WHAT NEEDS TO BE DONE |
From the opening line of the records through the line bearing "temp_file.write_all(content)?;", set down every line exactly.

INFORMATION PROVIDED |
────────
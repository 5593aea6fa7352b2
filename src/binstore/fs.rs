use std::fs::{self, File};
use std::io::{ErrorKind, Write};
use std::path::{Path, PathBuf};

use uuid::Uuid;

use super::BinStore;
use crate::error::{Error, Result};

const MAX_ARTIFACT_ID_LEN: usize = 128;

/// Stores each artifact as a file under `<root>/objects/<id[0..2]>/<id>`.
pub struct FsBinStore {
    base_path: PathBuf,
}

impl FsBinStore {
    pub fn new(root: impl AsRef<Path>) -> Result<Self> {
        let base_path = root.as_ref().to_path_buf();
        fs::create_dir_all(base_path.join("objects"))?;
        fs::create_dir_all(base_path.join("tmp"))?;
        Ok(Self { base_path })
    }

    fn object_path(&self, artifact_id: &str) -> PathBuf {
        let prefix = &artifact_id[..artifact_id.len().min(2)];
        self.base_path
            .join("objects")
            .join(prefix)
            .join(artifact_id)
    }

    fn temp_path(&self) -> PathBuf {
        self.base_path
            .join("tmp")
            .join(Uuid::new_v4().to_string())
    }
}

impl BinStore for FsBinStore {
    fn add(&self, artifact_id: &str, content: &[u8]) -> Result<()> {
        validate_artifact_id(artifact_id)?;

        let final_path = self.object_path(artifact_id);
        if final_path.exists() {
            return Err(Error::AlreadyExists);
        }

        let temp_path = self.temp_path();
        let mut temp_file = File::create(&temp_path)?;
        temp_file.write_all(content)?;
        temp_file.sync_all()?;

        if let Some(parent) = final_path.parent() {
            fs::create_dir_all(parent)?;
        }

        // hard_link refuses to replace an existing file, so a concurrent
        // writer of the same id loses with AlreadyExists.
        let linked = fs::hard_link(&temp_path, &final_path);
        if let Err(e) = fs::remove_file(&temp_path) {
            tracing::warn!("Failed to remove temp file {}: {e}", temp_path.display());
        }

        match linked {
            Ok(()) => Ok(()),
            Err(e) if e.kind() == ErrorKind::AlreadyExists => Err(Error::AlreadyExists),
            Err(e) => Err(Error::Io(e)),
        }
    }

    fn get(&self, artifact_id: &str) -> Result<Vec<u8>> {
        validate_artifact_id(artifact_id)?;

        fs::read(self.object_path(artifact_id)).map_err(|e| {
            if e.kind() == ErrorKind::NotFound {
                Error::NotFound
            } else {
                Error::Io(e)
            }
        })
    }

    fn delete(&self, artifact_id: &str) -> Result<()> {
        validate_artifact_id(artifact_id)?;

        match fs::remove_file(self.object_path(artifact_id)) {
            Ok(()) => Ok(()),
            Err(e) if e.kind() == ErrorKind::NotFound => Ok(()),
            Err(e) => Err(Error::Io(e)),
        }
    }
}

/// Artifact ids become file names, so only a conservative alphabet is allowed.
fn validate_artifact_id(artifact_id: &str) -> Result<()> {
    if artifact_id.is_empty() || artifact_id.len() > MAX_ARTIFACT_ID_LEN {
        return Err(Error::InvalidArtifactId(artifact_id.to_string()));
    }

    if !artifact_id
        .chars()
        .all(|c| c.is_ascii_alphanumeric() || c == '-' || c == '_')
    {
        return Err(Error::InvalidArtifactId(artifact_id.to_string()));
    }

    Ok(())
}
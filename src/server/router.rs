use std::sync::Arc;
use std::time::Instant;

use axum::extract::{DefaultBodyLimit, Request};
use axum::middleware::{self, Next};
use axum::response::Response;
use axum::{Router, routing::get};
use tower::ServiceBuilder;

use super::auth::auth_router;
use super::projects::projects_router;
use crate::config::DEFAULT_MAX_UPLOAD_BYTES;
use crate::gate::Gate;

pub struct AppState {
    pub gate: Arc<Gate>,
    /// Body limit for the project routes, which carry archive uploads.
    pub max_upload_bytes: usize,
}

impl AppState {
    #[must_use]
    pub fn new(gate: Arc<Gate>) -> Self {
        Self {
            gate,
            max_upload_bytes: DEFAULT_MAX_UPLOAD_BYTES,
        }
    }

    #[must_use]
    pub fn with_upload_limit(mut self, max_upload_bytes: usize) -> Self {
        self.max_upload_bytes = max_upload_bytes;
        self
    }
}

async fn health() -> &'static str {
    "OK"
}

async fn log_request(request: Request, next: Next) -> Response {
    let method = request.method().clone();
    let uri = request.uri().clone();
    let start = Instant::now();

    let response = next.run(request).await;

    tracing::info!(
        "{} {} {} {}ms",
        method,
        uri.path(),
        response.status().as_u16(),
        start.elapsed().as_millis()
    );

    response
}

pub fn create_router(state: Arc<AppState>) -> Router {
    let projects = projects_router().layer(DefaultBodyLimit::max(state.max_upload_bytes));

    Router::new()
        .route("/health", get(health))
        .nest("/api/v1/auth", auth_router())
        .nest("/api/v1/projects", projects)
        .layer(ServiceBuilder::new().layer(middleware::from_fn(log_request)))
        .with_state(state)
}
────────
REPLY |
repository 5593aea6fa7352b2
filename src/binstore/fs.rs
use std::fs::{self, File};
use std::io::{ErrorKind, Write};
use std::path::{Path, PathBuf};

use uuid::Uuid;

use super::BinStore;
use crate::error::{Error, Result};

const MAX_ARTIFACT_ID_LEN: usize = 128;

/// Stores each artifact as a file under `<root>/objects/<id[0..2]>/<id>`.
pub struct FsBinStore {
    base_path: PathBuf,
}

impl FsBinStore {
    pub fn new(root: impl AsRef<Path>) -> Result<Self> {
        let base_path = root.as_ref().to_path_buf();
        fs::create_dir_all(base_path.join("objects"))?;
        fs::create_dir_all(base_path.join("tmp"))?;
        Ok(Self { base_path })
    }

    fn object_path(&self, artifact_id: &str) -> PathBuf {
        let prefix = &artifact_id[..artifact_id.len().min(2)];
        self.base_path
            .join("objects")
            .join(prefix)
            .join(artifact_id)
    }

    fn temp_path(&self) -> PathBuf {
        self.base_path
            .join("tmp")
            .join(Uuid::new_v4().to_string())
    }
}

impl BinStore for FsBinStore {
    fn add(&self, artifact_id: &str, content: &[u8]) -> Result<()> {
        validate_artifact_id(artifact_id)?;

        let final_path = self.object_path(artifact_id);
        if final_path.exists() {
            return Err(Error::AlreadyExists);
        }

        let temp_path = self.temp_path();
        let mut temp_file = File::create(&temp_path)?;
        temp_file.write_all(content)?;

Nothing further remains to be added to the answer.